We characterised metabolic phenotype and hepatic cortisol metabolism in patients with histologically proven NAFLD (n=15) compared with a BMI-matched control group (n=30).

Intra-hepatic fat (measured by liver:spleen attenuation ratio (L:S) on CT) was significantly higher in the NAFLD group (L:S 0.81±0.08 vs 1.13±0.04, P<0.01). Twenty-four hours urinary steroid metabolite analysis by GC/MS showed increased 5αR activity in patients with NAFLD (5αTHF/THF ratio, 1.12±0.22 vs 0.80±0.07, P<0.01). Absolute values of all 5α-, and not 5β-reduced metabolites, were significantly increased in the NAFLD group. Furthermore, total cortisol metabolites were increased in the NAFLD group indicative of increased GC production rate (12168±1028 vs 8690±786 μg/24 h, P<0.01). Fasting serum free fatty acids were increased in the NAFLD group (422±54.9 vs 335±16.9 μmol/l, P<0.05) and correlated with the 5αTHF/THF ratio in both groups (r=0.4, P<0.05).

Endorsing these clinical observations, immunohistochemical analysis of NAFLD liver biopsies confirmed increased 5αR1 and 2 expression. 11β-HSD1 activity measured by both urinary steroid metabolite ratios and cortisol generation profiles after oral cortisone acetate 25 mg, did not differ between NAFLD and controls.

In conclusion, patients with NAFLD have increased hepatic metabolism of cortisol due to increased 5αR activity with concomitant HPA axis activation.
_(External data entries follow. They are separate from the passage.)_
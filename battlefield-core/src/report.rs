//! Comparison report
//!
//! Collects the outcome of both matching passes. A report with failures is
//! still a successful *comparison*: the caller decides what to do with it,
//! usually printing [`ComparisonReport::render_text`] and exiting with
//! [`ComparisonReport::exit_code`].

use serde::{Deserialize, Serialize};

use crate::expected::EventKind;

/// An expected event that consumed an observed event
#[derive(Debug, Clone, Copy, PartialEq, Eq, Serialize, Deserialize)]
pub struct MatchRecord {
    pub kind: EventKind,
    /// Position in the expected-event file (records, not lines)
    pub expected_index: usize,
    /// Position in the observed sequence of the same kind
    pub observed_index: usize,
}

/// An expected event with no counterpart in the trace
#[derive(Debug, Clone, PartialEq, Eq, Serialize, Deserialize)]
#[serde(tag = "kind", rename_all = "snake_case")]
pub enum UnmatchedEvent {
    Action {
        expected_index: usize,
        trx_id: String,
        account: String,
        action_name: String,
    },
    DbOp {
        expected_index: usize,
        trx_id: String,
        code: String,
        table_name: String,
        pkey: String,
    },
}

impl UnmatchedEvent {
    pub fn kind(&self) -> EventKind {
        match self {
            UnmatchedEvent::Action { .. } => EventKind::Action,
            UnmatchedEvent::DbOp { .. } => EventKind::DbOp,
        }
    }

    pub fn trx_id(&self) -> &str {
        match self {
            UnmatchedEvent::Action { trx_id, .. } | UnmatchedEvent::DbOp { trx_id, .. } => trx_id,
        }
    }

    pub fn expected_index(&self) -> usize {
        match self {
            UnmatchedEvent::Action { expected_index, .. }
            | UnmatchedEvent::DbOp { expected_index, .. } => *expected_index,
        }
    }
}

impl std::fmt::Display for UnmatchedEvent {
    fn fmt(&self, f: &mut std::fmt::Formatter<'_>) -> std::fmt::Result {
        match self {
            UnmatchedEvent::Action {
                trx_id,
                account,
                action_name,
                ..
            } => write!(f, "No action found for {}:{} @ trx {}", account, action_name, trx_id),
            UnmatchedEvent::DbOp {
                trx_id,
                code,
                table_name,
                ..
            } => write!(
                f,
                "No matching dbop found for table update {}:{} @ trx {}",
                code, table_name, trx_id
            ),
        }
    }
}

/// An expected record whose `type` is neither `action` nor `dbop`
#[derive(Debug, Clone, PartialEq, Eq, Serialize, Deserialize)]
pub struct UnknownRecord {
    pub expected_index: usize,
    pub kind: String,
    pub trx_id: String,
}

impl std::fmt::Display for UnknownRecord {
    fn fmt(&self, f: &mut std::fmt::Formatter<'_>) -> std::fmt::Result {
        write!(f, "Invalid record type: {} for trx_id {}", self.kind, self.trx_id)
    }
}

/// Outcome of comparing an expected-event log with a trace document
#[derive(Debug, Clone, Default, PartialEq, Eq, Serialize, Deserialize)]
pub struct ComparisonReport {
    pub matched_actions: usize,
    pub matched_db_ops: usize,
    /// Records whose `type` was neither `action` nor `dbop`; not failures
    pub unknown_records: Vec<UnknownRecord>,
    /// Successful matches, action pass first
    pub matches: Vec<MatchRecord>,
    /// Unmatched expected events, action pass first
    pub failures: Vec<UnmatchedEvent>,
}

impl ComparisonReport {
    pub fn failed(&self) -> usize {
        self.failures.len()
    }

    pub fn total_matched(&self) -> usize {
        self.matched_actions + self.matched_db_ops
    }

    pub fn is_success(&self) -> bool {
        self.failures.is_empty()
    }

    /// Process exit status: 0 when everything matched, 1 otherwise
    pub fn exit_code(&self) -> i32 {
        if self.is_success() {
            0
        } else {
            1
        }
    }

    /// Final tally line
    pub fn summary(&self) -> String {
        if self.is_success() {
            format!(
                "Validated {} actions and {} db_ops successfully",
                self.matched_actions, self.matched_db_ops
            )
        } else {
            format!(
                "Failed {} out of {} actions and db_ops - see above",
                self.failed(),
                self.total_matched()
            )
        }
    }

    /// One line per unknown record, then one per failure, then the tally
    pub fn render_text(&self) -> String {
        let mut out = String::new();
        for unknown in &self.unknown_records {
            out.push_str(&unknown.to_string());
            out.push('\n');
        }
        for failure in &self.failures {
            out.push_str(&failure.to_string());
            out.push('\n');
        }
        out.push_str(&self.summary());
        out.push('\n');
        out
    }
}

/// Accumulates match results while the passes run
#[derive(Debug, Default)]
pub struct ReportBuilder {
    report: ComparisonReport,
}

impl ReportBuilder {
    pub fn new() -> Self {
        Self::default()
    }

    pub fn record_action_match(&mut self, expected_index: usize, observed_index: usize) {
        self.report.matched_actions += 1;
        self.report.matches.push(MatchRecord {
            kind: EventKind::Action,
            expected_index,
            observed_index,
        });
    }

    pub fn record_db_op_match(&mut self, expected_index: usize, observed_index: usize) {
        self.report.matched_db_ops += 1;
        self.report.matches.push(MatchRecord {
            kind: EventKind::DbOp,
            expected_index,
            observed_index,
        });
    }

    pub fn record_failure(&mut self, failure: UnmatchedEvent) {
        tracing::debug!(
            kind = %failure.kind(),
            expected = failure.expected_index(),
            trx_id = failure.trx_id(),
            "expected event not found"
        );
        self.report.failures.push(failure);
    }

    pub fn record_unknown(&mut self, expected_index: usize, kind: &str, trx_id: &str) {
        self.report.unknown_records.push(UnknownRecord {
            expected_index,
            kind: kind.to_string(),
            trx_id: trx_id.to_string(),
        });
    }

    pub fn build(self) -> ComparisonReport {
        self.report
    }
}
//! Battlefield compare CLI - check a trace document against expected events
//!
//! Usage:
//!     battlefield-compare
//!     battlefield-compare run/expected.jsonl run/syncer-leap.json
//!     battlefield-compare --json expected.jsonl dm.log.json
//!
//! Exit status: 0 when every expected event was found, 1 when at least one
//! was not, 2 when an input could not be read or parsed.

use std::path::PathBuf;

use battlefield_core::config::{DEFAULT_EXPECTED_PATH, DEFAULT_TRACE_PATH};
use battlefield_core::{Comparator, CompareConfig, ComparisonReport, OutputFormat};
use clap::Parser;
use tracing_subscriber::{layer::SubscriberExt, util::SubscriberInitExt};

#[derive(Parser, Debug)]
#[command(name = "battlefield-compare")]
#[command(about = "Compare a firehose trace document with an expected event log")]
#[command(version)]
struct Args {
    /// Path to the expected events file (newline-delimited JSON)
    #[arg(default_value = DEFAULT_EXPECTED_PATH, env = "BATTLEFIELD_EXPECTED")]
    expected_file: PathBuf,

    /// Path to the decoded trace document (JSON array of blocks)
    #[arg(default_value = DEFAULT_TRACE_PATH, env = "BATTLEFIELD_TRACE")]
    trace_file: PathBuf,

    /// Print the report as JSON instead of text
    #[arg(long)]
    json: bool,

    /// Verbose output (log every match to stderr)
    #[arg(short, long)]
    verbose: bool,
}

impl Args {
    fn config(&self) -> CompareConfig {
        CompareConfig::builder()
            .expected_path(&self.expected_file)
            .trace_path(&self.trace_file)
            .output(if self.json {
                OutputFormat::Json
            } else {
                OutputFormat::Text
            })
            .build()
    }
}

fn main() {
    let args = Args::parse();

    // Logs go to stderr so stdout carries only the report
    let default_filter = if args.verbose {
        "battlefield_core=debug"
    } else {
        "battlefield_core=info"
    };
    tracing_subscriber::registry()
        .with(
            tracing_subscriber::EnvFilter::try_from_default_env()
                .unwrap_or_else(|_| default_filter.into()),
        )
        .with(tracing_subscriber::fmt::layer().with_writer(std::io::stderr))
        .init();

    std::process::exit(run(args.config()));
}

/// Run one comparison and return the process exit status
fn run(config: CompareConfig) -> i32 {
    let comparator = Comparator::new(config);
    let report = match comparator.run() {
        Ok(r) => r,
        Err(e) => {
            eprintln!("Error [{}]: {}", e.error_code(), e);
            return 2;
        }
    };

    if let Err(e) = print_report(&report, comparator.config().output) {
        eprintln!("Error writing report: {}", e);
        return 2;
    }

    report.exit_code()
}

fn print_report(report: &ComparisonReport, output: OutputFormat) -> Result<(), serde_json::Error> {
    match output {
        OutputFormat::Text => print!("{}", report.render_text()),
        OutputFormat::Json => println!("{}", serde_json::to_string_pretty(report)?),
    }
    Ok(())
}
We propose that this represents a compensatory mechanism to decrease local GC availability in an attempt to preserve hepatic metabolic phenotype.

So in the presence of increased glucocorticoid production, the response of the organ is to increase 5AR to increase glucocorticoid metabolism into inactive metabolites in order to preserve metabolic phenotype (by enhancing glucocorticoid clearance, the opportunity for cortisol to interact with insulin to promote hepatic lipid accumulation is minimized). 5AR is a protective mechanism for excessive cortisol and the increased level of DHT could quite possible just be an unintended consequence.

If we extrapolate this model into the hair follicle (this is a bit of a leap but it seems probable to me, the hair follicle is an organ after all), the zones that have higher 5AR have higher glucocorticoid production. Can hair follicles actually synthesize glucocorticoids peripherally (inside the hair follicle itself) though?

According this study, yes.

https://www.ncbi.nlm.nih.gov/pmc/articles/PMC3381079/

Cortisol has major impacts upon a range of physiological homeostatic mechanisms and plays an important role in stress, anxiety and depression. Although traditionally described as being solely synthesised via the hypothalamic-pituitary-adrenal (HPA) axis, recent animal and human studies indicate that cortisol may also be synthesised via a functionally-equivalent ‘peripheral’ HPA-like process within the skin, principally within hair follicles, melanocytes, epidermal melanocytes and dermal fibroblasts. Current data indicate that basal levels of cortisol within hair vary across body regions, show diurnal variation effects, respond to the onset and cessation of environmental stressors, and may demonstrate some degree of localisation in those responses. There are conflicting data regarding the presence of variability in cortisol concentrations across the length of the hair shaft, thus challenging the suggestion that hair cortisol may be used as a historical biomarker of stress and questioning the primary origin of cortisol in hair. The need to comprehensively ‘map’ the hair cortisol response for age, gender, diurnal rhythm and responsivity to stressor type is discussed, plus the major issue of if, and how, the peripheral and central HPA systems communicate.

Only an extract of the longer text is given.